• **Activity**: Only what runs from the line with "i64, actual: i64" to the final line of the records below should be given again, word for word.

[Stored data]
• • • • • • •

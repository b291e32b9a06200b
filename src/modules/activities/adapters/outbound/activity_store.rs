use crate::modules::activities::core::activity::Activity;
use crate::modules::activities::core::events::RosterEvent;
use async_trait::async_trait;
use thiserror::Error;

#[derive(Debug, Error)]
pub enum ActivityStoreError {
    #[error("unknown activity: {0}")]
    UnknownActivity(String),

    #[error("version mismatch: expected {expected}, actual {actual}")]
    VersionMismatch { expected: i64, actual: i64 },

    #[error("backend error: {0}")]
    Backend(String),
}

#[derive(Debug, Clone)]
pub struct LoadedActivity {
    pub activity: Activity,
    pub version: i64,
}

/// Write side of the activity catalog.
///
/// `append` only succeeds when `expected_version` still matches the version
/// the caller loaded, so a check made against a loaded activity holds at the
/// moment its events land.
#[async_trait]
pub trait ActivityStore: Send + Sync {
    async fn load(&self, activity_name: &str) -> Result<Option<LoadedActivity>, ActivityStoreError>;

    async fn append(
        &self,
        activity_name: &str,
        expected_version: i64,
        new_events: &[RosterEvent],
    ) -> Result<i64, ActivityStoreError>;
}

• • • • • • •

• **Result for this exercise**:
    VersionMismatch { expected: i64, actual: i64 },

    #[error("backend error: {0}")]
    Backend(String),
}

#[derive(Debug, Clone)]
pub struct LoadedActivity {
    pub activity: Activity,
    pub version: i64,
}

/// Write side of the activity catalog.
///
/// `append` only succeeds when `expected_version` still matches the version
/// the caller loaded, so a check made against a loaded activity holds at the
/// moment its events land.
#[async_trait]
pub trait ActivityStore: Send + Sync {
    async fn load(&self, activity_name: &str) -> Result<Option<LoadedActivity>, ActivityStoreError>;

    async fn append(
        &self,
        activity_name: &str,
        expected_version: i64,
        new_events: &[RosterEvent],
    ) -> Result<i64, ActivityStoreError>;
}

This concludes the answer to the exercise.